# To do
Please repeat the lines below, exactly and only, from the one that holds "result.insert(0, c);" through the one that holds "a grid cell.".

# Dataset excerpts
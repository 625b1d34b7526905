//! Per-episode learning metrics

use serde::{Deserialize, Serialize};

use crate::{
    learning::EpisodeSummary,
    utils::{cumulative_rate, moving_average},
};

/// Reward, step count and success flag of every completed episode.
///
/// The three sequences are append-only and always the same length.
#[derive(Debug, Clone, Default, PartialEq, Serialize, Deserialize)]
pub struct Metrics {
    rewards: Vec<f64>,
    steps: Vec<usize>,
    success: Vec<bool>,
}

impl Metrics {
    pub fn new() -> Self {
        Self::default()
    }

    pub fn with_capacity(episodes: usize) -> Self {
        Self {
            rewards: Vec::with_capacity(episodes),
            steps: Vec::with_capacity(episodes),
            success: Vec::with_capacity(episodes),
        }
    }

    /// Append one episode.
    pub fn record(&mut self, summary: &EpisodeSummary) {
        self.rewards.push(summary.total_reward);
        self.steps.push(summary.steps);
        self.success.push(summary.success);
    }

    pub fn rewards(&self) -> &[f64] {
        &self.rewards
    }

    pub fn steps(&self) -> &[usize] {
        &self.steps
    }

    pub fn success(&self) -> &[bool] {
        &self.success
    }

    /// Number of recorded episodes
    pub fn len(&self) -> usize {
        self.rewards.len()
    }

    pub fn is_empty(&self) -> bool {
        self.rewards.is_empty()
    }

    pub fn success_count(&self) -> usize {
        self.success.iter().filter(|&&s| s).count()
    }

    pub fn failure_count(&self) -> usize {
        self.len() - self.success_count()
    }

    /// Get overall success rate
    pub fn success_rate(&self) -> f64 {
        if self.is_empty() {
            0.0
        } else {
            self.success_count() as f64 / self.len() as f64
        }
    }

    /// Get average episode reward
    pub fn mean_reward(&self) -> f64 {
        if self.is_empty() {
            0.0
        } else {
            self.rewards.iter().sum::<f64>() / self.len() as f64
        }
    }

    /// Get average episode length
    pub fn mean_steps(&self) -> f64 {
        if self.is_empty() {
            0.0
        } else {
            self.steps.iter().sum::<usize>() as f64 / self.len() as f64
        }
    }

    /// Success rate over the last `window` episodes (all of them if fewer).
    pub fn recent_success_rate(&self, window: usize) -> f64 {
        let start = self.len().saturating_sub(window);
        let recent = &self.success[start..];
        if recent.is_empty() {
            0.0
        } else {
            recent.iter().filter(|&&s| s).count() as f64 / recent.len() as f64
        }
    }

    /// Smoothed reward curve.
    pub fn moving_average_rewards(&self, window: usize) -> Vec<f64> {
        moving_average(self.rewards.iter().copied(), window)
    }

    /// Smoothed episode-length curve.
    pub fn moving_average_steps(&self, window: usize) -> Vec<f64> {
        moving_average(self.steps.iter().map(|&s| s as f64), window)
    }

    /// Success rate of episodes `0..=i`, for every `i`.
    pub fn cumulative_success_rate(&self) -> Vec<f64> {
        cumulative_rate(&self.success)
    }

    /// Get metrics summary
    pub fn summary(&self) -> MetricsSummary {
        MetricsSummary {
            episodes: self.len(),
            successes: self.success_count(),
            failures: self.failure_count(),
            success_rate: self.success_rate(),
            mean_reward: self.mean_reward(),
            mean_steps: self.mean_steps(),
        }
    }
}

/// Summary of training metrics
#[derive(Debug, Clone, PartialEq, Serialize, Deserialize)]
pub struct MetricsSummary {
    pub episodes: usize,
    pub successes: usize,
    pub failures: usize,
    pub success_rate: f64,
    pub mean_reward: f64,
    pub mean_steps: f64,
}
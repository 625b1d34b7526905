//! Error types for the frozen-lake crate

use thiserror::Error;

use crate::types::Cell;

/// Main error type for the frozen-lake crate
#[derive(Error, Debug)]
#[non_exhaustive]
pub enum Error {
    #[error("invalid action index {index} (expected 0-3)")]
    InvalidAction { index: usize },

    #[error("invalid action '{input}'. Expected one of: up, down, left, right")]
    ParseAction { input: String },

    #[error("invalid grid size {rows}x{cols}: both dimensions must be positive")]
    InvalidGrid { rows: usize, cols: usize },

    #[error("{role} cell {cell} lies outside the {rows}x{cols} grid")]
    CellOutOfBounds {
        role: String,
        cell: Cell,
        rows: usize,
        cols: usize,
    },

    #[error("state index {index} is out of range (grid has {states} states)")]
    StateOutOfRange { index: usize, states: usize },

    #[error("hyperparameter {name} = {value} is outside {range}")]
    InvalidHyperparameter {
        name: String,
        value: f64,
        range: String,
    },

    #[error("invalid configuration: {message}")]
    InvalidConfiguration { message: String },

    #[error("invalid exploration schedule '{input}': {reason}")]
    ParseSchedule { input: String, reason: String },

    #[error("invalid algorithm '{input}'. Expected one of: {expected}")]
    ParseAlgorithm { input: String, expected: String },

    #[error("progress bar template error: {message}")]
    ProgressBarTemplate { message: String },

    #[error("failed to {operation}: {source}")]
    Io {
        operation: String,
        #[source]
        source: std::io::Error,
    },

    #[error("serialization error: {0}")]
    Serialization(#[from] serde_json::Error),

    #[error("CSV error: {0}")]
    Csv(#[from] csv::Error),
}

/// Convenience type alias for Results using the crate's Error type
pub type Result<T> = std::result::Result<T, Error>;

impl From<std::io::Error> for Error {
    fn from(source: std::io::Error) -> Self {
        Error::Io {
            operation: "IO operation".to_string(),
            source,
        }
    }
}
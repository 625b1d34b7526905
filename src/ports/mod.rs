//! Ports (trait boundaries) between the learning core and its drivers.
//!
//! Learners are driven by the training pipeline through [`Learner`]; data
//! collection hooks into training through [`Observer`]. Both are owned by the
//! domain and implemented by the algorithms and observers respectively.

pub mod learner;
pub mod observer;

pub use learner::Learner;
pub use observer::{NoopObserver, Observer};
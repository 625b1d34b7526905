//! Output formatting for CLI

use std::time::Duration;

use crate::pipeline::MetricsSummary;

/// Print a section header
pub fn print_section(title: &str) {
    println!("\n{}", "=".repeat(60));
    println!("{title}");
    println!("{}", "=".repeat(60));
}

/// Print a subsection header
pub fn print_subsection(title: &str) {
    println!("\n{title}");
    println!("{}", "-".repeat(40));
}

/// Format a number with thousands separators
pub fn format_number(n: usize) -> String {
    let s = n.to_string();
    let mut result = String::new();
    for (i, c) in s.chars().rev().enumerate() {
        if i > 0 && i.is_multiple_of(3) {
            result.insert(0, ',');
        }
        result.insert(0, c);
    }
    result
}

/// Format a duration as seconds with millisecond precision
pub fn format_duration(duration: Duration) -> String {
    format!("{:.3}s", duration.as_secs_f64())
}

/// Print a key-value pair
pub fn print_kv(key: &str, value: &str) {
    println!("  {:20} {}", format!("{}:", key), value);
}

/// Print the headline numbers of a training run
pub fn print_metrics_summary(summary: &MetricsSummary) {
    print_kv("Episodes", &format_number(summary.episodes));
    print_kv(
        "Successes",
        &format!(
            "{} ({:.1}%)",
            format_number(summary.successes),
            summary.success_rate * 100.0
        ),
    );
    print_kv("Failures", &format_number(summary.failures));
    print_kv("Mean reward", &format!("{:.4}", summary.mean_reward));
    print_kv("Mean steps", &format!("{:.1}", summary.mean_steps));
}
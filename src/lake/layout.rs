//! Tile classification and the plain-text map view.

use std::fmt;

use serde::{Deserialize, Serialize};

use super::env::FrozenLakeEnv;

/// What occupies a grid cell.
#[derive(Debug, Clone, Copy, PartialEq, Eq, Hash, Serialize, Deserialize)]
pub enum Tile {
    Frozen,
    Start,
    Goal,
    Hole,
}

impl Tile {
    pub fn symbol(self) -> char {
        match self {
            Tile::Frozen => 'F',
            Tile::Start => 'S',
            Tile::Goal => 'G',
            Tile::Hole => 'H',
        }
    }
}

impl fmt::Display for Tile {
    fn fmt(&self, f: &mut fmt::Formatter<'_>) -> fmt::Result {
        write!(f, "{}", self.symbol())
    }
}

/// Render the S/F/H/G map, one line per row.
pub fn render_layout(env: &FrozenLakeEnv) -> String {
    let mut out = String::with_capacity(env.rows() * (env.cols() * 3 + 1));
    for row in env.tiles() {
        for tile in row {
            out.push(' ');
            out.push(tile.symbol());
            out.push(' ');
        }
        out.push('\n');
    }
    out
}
* * *
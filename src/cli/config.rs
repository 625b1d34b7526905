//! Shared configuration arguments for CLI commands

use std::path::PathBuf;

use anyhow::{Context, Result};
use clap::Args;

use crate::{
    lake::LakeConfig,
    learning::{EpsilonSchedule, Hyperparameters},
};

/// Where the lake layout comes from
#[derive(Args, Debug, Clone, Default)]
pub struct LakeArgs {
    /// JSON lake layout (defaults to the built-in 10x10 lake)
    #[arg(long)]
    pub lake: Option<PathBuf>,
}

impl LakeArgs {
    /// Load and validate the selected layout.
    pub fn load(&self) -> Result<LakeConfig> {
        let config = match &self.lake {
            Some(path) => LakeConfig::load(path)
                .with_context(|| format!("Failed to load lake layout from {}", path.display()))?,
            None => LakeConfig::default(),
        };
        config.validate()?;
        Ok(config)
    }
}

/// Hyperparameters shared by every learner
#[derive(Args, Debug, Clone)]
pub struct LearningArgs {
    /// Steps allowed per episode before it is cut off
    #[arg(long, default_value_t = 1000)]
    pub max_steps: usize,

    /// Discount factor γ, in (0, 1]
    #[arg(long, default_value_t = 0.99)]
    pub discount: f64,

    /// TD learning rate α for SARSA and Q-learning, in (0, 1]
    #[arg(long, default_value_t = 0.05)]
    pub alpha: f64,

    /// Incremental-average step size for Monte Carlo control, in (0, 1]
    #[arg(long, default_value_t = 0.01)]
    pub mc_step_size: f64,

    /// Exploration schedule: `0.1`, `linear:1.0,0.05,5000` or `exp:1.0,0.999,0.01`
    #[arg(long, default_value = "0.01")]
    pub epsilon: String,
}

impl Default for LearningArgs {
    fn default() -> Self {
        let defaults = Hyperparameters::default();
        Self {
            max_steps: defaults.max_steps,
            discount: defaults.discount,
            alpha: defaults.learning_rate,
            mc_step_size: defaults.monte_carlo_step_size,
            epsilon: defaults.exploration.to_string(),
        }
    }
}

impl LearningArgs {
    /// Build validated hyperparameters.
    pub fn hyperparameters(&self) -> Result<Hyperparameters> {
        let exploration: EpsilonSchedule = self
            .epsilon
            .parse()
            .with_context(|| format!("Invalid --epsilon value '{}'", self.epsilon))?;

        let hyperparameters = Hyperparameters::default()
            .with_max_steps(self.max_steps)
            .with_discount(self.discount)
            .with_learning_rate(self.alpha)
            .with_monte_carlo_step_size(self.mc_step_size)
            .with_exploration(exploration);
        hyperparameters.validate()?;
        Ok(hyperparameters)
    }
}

# Task solution
        result.insert(0, c);
    }
    result
}

/// Format a duration as seconds with millisecond precision
pub fn format_duration(duration: Duration) -> String {
    format!("{:.3}s", duration.as_secs_f64())
}

/// Print a key-value pair
pub fn print_kv(key: &str, value: &str) {
    println!("  {:20} {}", format!("{}:", key), value);
}

/// Print the headline numbers of a training run
pub fn print_metrics_summary(summary: &MetricsSummary) {
    print_kv("Episodes", &format_number(summary.episodes));
    print_kv(
        "Successes",
        &format!(
            "{} ({:.1}%)",
            format_number(summary.successes),
            summary.success_rate * 100.0
        ),
    );
    print_kv("Failures", &format_number(summary.failures));
    print_kv("Mean reward", &format!("{:.4}", summary.mean_reward));
    print_kv("Mean steps", &format!("{:.1}", summary.mean_steps));
}
filename src/lake/layout.rs
//! Tile classification and the plain-text map view.

use std::fmt;

use serde::{Deserialize, Serialize};

use super::env::FrozenLakeEnv;

/// What occupies a grid cell.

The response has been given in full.